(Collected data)
use geo_types::{Geometry, LineString, MultiLineString};

use super::NodedSegmentString;
use crate::error::{NodingError, Result};

/// Builds one segment string per linear component of `geom`: linestrings,
/// polygon rings, lines, and the outlines of rects and triangles. Points
/// are ignored and empty components are skipped. Each string's context is
/// the index of the component in traversal order.
pub fn extract_segment_strings(geom: &Geometry<f64>) -> Result<Vec<NodedSegmentString<usize>>> {
    let mut lines = Vec::new();
    extract_lines(geom, &mut lines);

    let mut out = Vec::with_capacity(lines.len());
    for ls in lines {
        match ls.0.len() {
            0 => continue,
            1 => {
                return Err(NodingError::InvalidGeometry(format!(
                    "linear component with a single point at {:?}",
                    ls.0[0]
                )))
            }
            _ => {
                let id = out.len();
                out.push(NodedSegmentString::from_line_string(ls, id)?);
            }
        }
    }
    log::debug!("extracted {} segment strings", out.len());
    Ok(out)
}

fn extract_lines(geom: &Geometry<f64>, out: &mut Vec<LineString<f64>>) {
    match geom {
        Geometry::Line(line) => out.push(LineString::from(vec![line.start, line.end])),
        Geometry::LineString(ls) => out.push(ls.clone()),
        Geometry::MultiLineString(mls) => {
            out.extend(mls.0.iter().cloned());
        }
        Geometry::Polygon(poly) => {
            out.push(poly.exterior().clone());
            out.extend(poly.interiors().iter().cloned());
        }
        Geometry::MultiPolygon(mpoly) => {
            for poly in mpoly {
                out.push(poly.exterior().clone());
                out.extend(poly.interiors().iter().cloned());
            }
        }
        Geometry::Rect(rect) => out.push(rect.to_polygon().exterior().clone()),
        Geometry::Triangle(tri) => out.push(tri.to_polygon().exterior().clone()),
        Geometry::GeometryCollection(gc) => {
            for g in gc {
                extract_lines(g, out);
            }
        }
        Geometry::Point(_) | Geometry::MultiPoint(_) => {}
    }
}

/// Collects segment strings into one multi-linestring, in order.
pub fn to_multi_line_string<D>(strings: &[NodedSegmentString<D>]) -> MultiLineString<f64> {
    MultiLineString::new(strings.iter().map(|s| s.to_line_string()).collect())
}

Directions for this task: Every line in the records that holds the word "mpoly" should be copied into the answer.

Response to the task:
        Geometry::MultiPolygon(mpoly) => {
            for poly in mpoly {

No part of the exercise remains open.